The minimal amount of budget required to provide training to your employees is justified at a minimum level. No actual measurement or behavioural change.

Engagement Metrics

This is the most common category of metrics that I see used by most security awareness practitioners.

These metrics involve the general use and acceptance of the security awareness components measured by a Learning Management System (LMS).

Completion metrics, which overlap with compliance metrics, is one form.

Metrics may also include measurement of the increase in phishing attacks reported to the help desk, voluntary engagement with supplemental materials, such as if a user voluntarily takes extra awareness training, or become a champion for the department, etc.

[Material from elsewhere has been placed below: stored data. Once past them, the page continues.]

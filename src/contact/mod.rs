mod email;
mod form;
mod message;
mod name;
mod phone;
mod subject;

pub use email::ContactEmail;
pub use form::{
    validate_field, validate_form, ContactForm, ContactSubmission, Field, FormKind,
    ValidationErrors, ValidationPolicy,
};
pub use message::ContactMessage;
pub use name::ContactName;
pub use phone::ContactPhone;
pub use subject::ContactSubject;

There are two caveats with engagement metrics.

  • They don’t indicate effectiveness or behavioural change for the majority of staff,
  • The more engagement people undertake, the less the time they are performing their jobs.

Tangible Behavioural Improvement and ROI

This is the metric that shows employees are raising their security awareness and changing their bahaviour.

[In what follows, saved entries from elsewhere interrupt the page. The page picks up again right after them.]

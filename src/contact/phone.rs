use regex::Regex;
use std::convert::AsRef;
use std::fmt;
use std::str::FromStr;
use std::sync::LazyLock;

// Optional leading '+', groups of up to four digits (optionally parenthesized),
// each group separated by at most one space, dot or hyphen.
static PHONE_FORMAT: LazyLock<Regex> = LazyLock::new(|| {
    Regex::new(r"^\+?(?:\([0-9]{1,4}\)|[0-9]{1,4})(?:[\s.-]?(?:\([0-9]{1,4}\)|[0-9]{1,4}))*$")
        .unwrap()
});

const MIN_DIGITS: usize = 7;
// E.164 upper bound
const MAX_DIGITS: usize = 15;

#[derive(Debug, Clone, PartialEq, Eq)]
pub struct ContactPhone(String);

impl ContactPhone {
    pub fn new(phone: &str) -> Result<Self, String> {
        Self::parse(phone)
    }
    pub fn parse(phone: &str) -> Result<Self, String> {
        let trimmed_phone = phone.trim();
        if trimmed_phone.is_empty() {
            return Err("Phone number is required".to_owned());
        }
        let digits = trimmed_phone.chars().filter(char::is_ascii_digit).count();
        if !PHONE_FORMAT.is_match(trimmed_phone) || !(MIN_DIGITS..=MAX_DIGITS).contains(&digits)
        {
            return Err("Invalid phone number".to_owned());
        }
        Ok(Self(trimmed_phone.to_owned()))
    }

    /// Blank input is accepted as "not provided" unless the number is required.
    pub fn parse_optional(phone: &str, required: bool) -> Result<Option<Self>, String> {
        if !required && phone.trim().is_empty() {
            return Ok(None);
        }
        Self::parse(phone).map(Some)
    }
}

impl AsRef<str> for ContactPhone {
    fn as_ref(&self) -> &str {
        &self.0
    }
}

impl fmt::Display for ContactPhone {
    #[inline]
    fn fmt(&self, f: &mut fmt::Formatter<'_>) -> fmt::Result {
        fmt::Display::fmt(&self.0, f)
    }
}

impl FromStr for ContactPhone {
    type Err = String;

    fn from_str(s: &str) -> Result<Self, Self::Err> {
        Self::new(s)
    }
}

#[cfg(test)]
mod tests {
    use super::ContactPhone;
    use claims::{assert_err, assert_none, assert_ok, assert_some};

    #[test]
    fn phone_accepts_common_international_shapes() {
        for phone in [
            "+1 (555) 123-4567",
            "+44 20 7946 0958",
            "555.123.4567",
            "+919876543210",
            "(040) 2345-6789",
        ] {
            assert_ok!(ContactPhone::parse(phone), "{} should be valid", phone);
        }
    }

    #[test]
    fn phone_rejects_letters_and_stray_symbols() {
        for phone in ["555-CALL-NOW", "+1 555 123 4567 ext 2", "++15551234567", "555--1234567"] {
            assert_err!(ContactPhone::parse(phone), "{} should be invalid", phone);
        }
    }

    #[test]
    fn phone_rejects_too_few_or_too_many_digits() {
        assert_err!(ContactPhone::parse("12345"));
        assert_err!(ContactPhone::parse("+1 2345 6789 0123 4567"));
    }

    #[test]
    fn blank_optional_phone_is_absent() {
        assert_none!(ContactPhone::parse_optional("  ", false).unwrap());
    }

    #[test]
    fn blank_required_phone_is_rejected() {
        assert_eq!(
            ContactPhone::parse_optional("", true),
            Err("Phone number is required".to_owned())
        );
    }

    #[test]
    fn provided_optional_phone_is_still_checked() {
        assert_err!(ContactPhone::parse_optional("not a phone", false));
        assert_some!(ContactPhone::parse_optional("+1 555 123 4567", false).unwrap());
    }
}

In this case, you need to measure actual security behaviours or the indications of those behaviours.

  • Can people recite the criteria for a good password and practice this in everyday life?
  • Do people know that they should secure sensitive information?
  • Do they leave sensitive information vulnerable when they leave their desk?

Simulated phishing attacks do not demonstrate behavioural change. The issue is that while simulated phishing attacks could indicate how people might respond to real attacks, it is too easy to manipulate phishing simulations to return any level response that you want.

On the other hand, fewer malware incidents on the network are a relevant metric.

Ideally, you want to attach a financial value to behavioural changes.

For example, if malware incidents are decreased by 25%, and there is an average cost associated to malware incidents, you can calculate an estimated ROI. Likewise, if there are fewer incidents associated with compromised credentials, you can calculate an estimated ROI.

To do so, you need to collect metrics that are related to potential security failings and track those metrics. These could be measurement of attitudinal changes, cultural impact etc.

Intangible Benefits

Clearly, you want to demonstrate a financial return; however, there are other potential points of value to an organization.

For example,

  • If an awareness program creates goodwill toward the security department, users may be more likely to report incidents and cooperate with other efforts.
  • If users believe the awareness program generates value to them, there might be better employee retention.
  • If employees are less susceptible to personal attacks, they might spend less time at work mitigating stolen identities.
  • If employees utilise MFA or core passphrase methodology, the change policy can be extended to annual password change, resulting in fewer help desk tickets to remediate forgotten passwords and improved efficiency of staff.

Do you “Deserve More”?

While compliance requirements will mean that there will always be an awareness program, it is up to a security awareness practitioner to demonstrate that their efforts deserve more than the minimum funding required to achieve compliance.

The way to do this is to focus on the periodic collection of metrics that demonstrate a ROI well beyond standard engagement metrics.